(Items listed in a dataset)
::::::::

use crate::hunks::Action;
use anyhow::{Context, Result};
use serde::{Deserialize, Serialize};
use std::path::{Path, PathBuf};

#[derive(Debug, Clone, Default, PartialEq, Serialize, Deserialize)]
pub struct HunkrConfig {
    #[serde(default)]
    pub output: OutputConfig,
    #[serde(default)]
    pub headers: HeadersConfig,
    #[serde(default)]
    pub log: LogConfig,
}

/// [output] section configuration
#[derive(Debug, Clone, PartialEq, Serialize, Deserialize)]
pub struct OutputConfig {
    /// Pretty-print JSON output
    #[serde(default = "default_true")]
    pub pretty: bool,
}

/// [headers] section configuration
#[derive(Debug, Clone, Default, PartialEq, Serialize, Deserialize)]
pub struct HeadersConfig {
    /// Action used when `--action` is not given
    #[serde(default)]
    pub action: Action,
    /// Sort emitted headers by file position
    #[serde(default)]
    pub sort: bool,
}

/// [log] section configuration
#[derive(Debug, Clone, PartialEq, Serialize, Deserialize)]
pub struct LogConfig {
    /// Filter directive used when neither HUNKR_LOG nor RUST_LOG is set
    #[serde(default = "default_log_level")]
    pub level: String,
}

fn default_true() -> bool {
    true
}

fn default_log_level() -> String {
    "warn".into()
}

impl Default for OutputConfig {
    fn default() -> Self {
        Self { pretty: true }
    }
}

impl Default for LogConfig {
    fn default() -> Self {
        Self {
            level: default_log_level(),
        }
    }
}

const LOCAL_CONFIG: &str = ".hunkr.toml";

fn global_config_path() -> Option<PathBuf> {
    dirs::config_dir().map(|d| d.join("hunkr").join("config.toml"))
}

fn read_table(path: &Path) -> Option<toml::Table> {
    let content = std::fs::read_to_string(path).ok()?;
    match toml::from_str::<toml::Table>(&content) {
        Ok(table) => Some(table),
        Err(e) => {
            tracing::warn!(path = %path.display(), "ignoring unreadable config: {e}");
            None
        }
    }
}

/// Load config by merging global defaults with per-directory overrides.
/// Priority: `<dir>/.hunkr.toml` > global `~/.config/hunkr/config.toml` > built-in defaults.
pub fn load_config(dir: &Path) -> HunkrConfig {
    load_config_from(global_config_path().as_deref(), &dir.join(LOCAL_CONFIG))
}

/// Merging is deep: individual fields within sections (e.g. `[headers]`)
/// override independently.
pub fn load_config_from(global_path: Option<&Path>, local_path: &Path) -> HunkrConfig {
    let global_table = global_path.and_then(read_table);
    let local_table = read_table(local_path);

    let merged = match (global_table, local_table) {
        (Some(mut global), Some(local)) => {
            deep_merge(&mut global, local);
            global
        }
        (Some(global), None) => global,
        (None, Some(local)) => local,
        (None, None) => return HunkrConfig::default(),
    };

    toml::Value::Table(merged).try_into().unwrap_or_else(|e| {
        tracing::warn!("config has invalid values, using defaults: {e}");
        HunkrConfig::default()
    })
}

/// Recursively merge `overlay` into `base`. Overlay values win; nested tables are merged recursively.
fn deep_merge(base: &mut toml::Table, overlay: toml::Table) {
    for (key, value) in overlay {
        match (base.get_mut(&key), &value) {
            (Some(toml::Value::Table(base_table)), toml::Value::Table(overlay_table)) => {
                deep_merge(base_table, overlay_table.clone());
            }
            _ => {
                base.insert(key, value);
            }
        }
    }
}

/// Save config to the global config dir (~/.config/hunkr/config.toml).
pub fn save_config(config: &HunkrConfig) -> Result<PathBuf> {
    let path = global_config_path().context("Could not determine config directory")?;
    save_config_to(config, &path)?;
    Ok(path)
}

pub fn save_config_to(config: &HunkrConfig, path: &Path) -> Result<()> {
    if let Some(dir) = path.parent() {
        std::fs::create_dir_all(dir)
            .with_context(|| format!("Failed to create {}", dir.display()))?;
    }
    let content = toml::to_string_pretty(config)?;
    std::fs::write(path, content).with_context(|| format!("Failed to write {}", path.display()))?;
    Ok(())
}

::::::::

Exercise brief
Would you return the entries exactly as they stand?

Answer to this problem
use crate::hunks::Action;
use anyhow::{Context, Result};
use serde::{Deserialize, Serialize};
use std::path::{Path, PathBuf};

#[derive(Debug, Clone, Default, PartialEq, Serialize, Deserialize)]
pub struct HunkrConfig {
    #[serde(default)]
    pub output: OutputConfig,
    #[serde(default)]
    pub headers: HeadersConfig,
    #[serde(default)]
    pub log: LogConfig,
}

/// [output] section configuration
#[derive(Debug, Clone, PartialEq, Serialize, Deserialize)]
pub struct OutputConfig {
    /// Pretty-print JSON output
    #[serde(default = "default_true")]
    pub pretty: bool,
}

/// [headers] section configuration
#[derive(Debug, Clone, Default, PartialEq, Serialize, Deserialize)]
pub struct HeadersConfig {
    /// Action used when `--action` is not given
    #[serde(default)]
    pub action: Action,
    /// Sort emitted headers by file position
    #[serde(default)]
    pub sort: bool,
}

/// [log] section configuration
#[derive(Debug, Clone, PartialEq, Serialize, Deserialize)]
pub struct LogConfig {
    /// Filter directive used when neither HUNKR_LOG nor RUST_LOG is set
    #[serde(default = "default_log_level")]
    pub level: String,
}

fn default_true() -> bool {
    true
}

fn default_log_level() -> String {
    "warn".into()
}

impl Default for OutputConfig {
    fn default() -> Self {
        Self { pretty: true }
    }
}

impl Default for LogConfig {
    fn default() -> Self {
        Self {
            level: default_log_level(),
        }
    }
}

const LOCAL_CONFIG: &str = ".hunkr.toml";

fn global_config_path() -> Option<PathBuf> {
    dirs::config_dir().map(|d| d.join("hunkr").join("config.toml"))
}

fn read_table(path: &Path) -> Option<toml::Table> {
    let content = std::fs::read_to_string(path).ok()?;
    match toml::from_str::<toml::Table>(&content) {
        Ok(table) => Some(table),
        Err(e) => {
            tracing::warn!(path = %path.display(), "ignoring unreadable config: {e}");
            None
        }
    }
}

/// Load config by merging global defaults with per-directory overrides.
/// Priority: `<dir>/.hunkr.toml` > global `~/.config/hunkr/config.toml` > built-in defaults.
pub fn load_config(dir: &Path) -> HunkrConfig {
    load_config_from(global_config_path().as_deref(), &dir.join(LOCAL_CONFIG))
}

/// Merging is deep: individual fields within sections (e.g. `[headers]`)
/// override independently.
pub fn load_config_from(global_path: Option<&Path>, local_path: &Path) -> HunkrConfig {
    let global_table = global_path.and_then(read_table);
    let local_table = read_table(local_path);

    let merged = match (global_table, local_table) {
        (Some(mut global), Some(local)) => {
            deep_merge(&mut global, local);
            global
        }
        (Some(global), None) => global,
        (None, Some(local)) => local,
        (None, None) => return HunkrConfig::default(),
    };

    toml::Value::Table(merged).try_into().unwrap_or_else(|e| {
        tracing::warn!("config has invalid values, using defaults: {e}");
        HunkrConfig::default()
    })
}

/// Recursively merge `overlay` into `base`. Overlay values win; nested tables are merged recursively.
fn deep_merge(base: &mut toml::Table, overlay: toml::Table) {
    for (key, value) in overlay {
        match (base.get_mut(&key), &value) {
            (Some(toml::Value::Table(base_table)), toml::Value::Table(overlay_table)) => {
                deep_merge(base_table, overlay_table.clone());
            }
            _ => {
                base.insert(key, value);
            }
        }
    }
}

/// Save config to the global config dir (~/.config/hunkr/config.toml).
pub fn save_config(config: &HunkrConfig) -> Result<PathBuf> {
    let path = global_config_path().context("Could not determine config directory")?;
    save_config_to(config, &path)?;
    Ok(path)
}

pub fn save_config_to(config: &HunkrConfig, path: &Path) -> Result<()> {
    if let Some(dir) = path.parent() {
        std::fs::create_dir_all(dir)
            .with_context(|| format!("Failed to create {}", dir.display()))?;
    }
    let content = toml::to_string_pretty(config)?;
    std::fs::write(path, content).with_context(|| format!("Failed to write {}", path.display()))?;
    Ok(())
}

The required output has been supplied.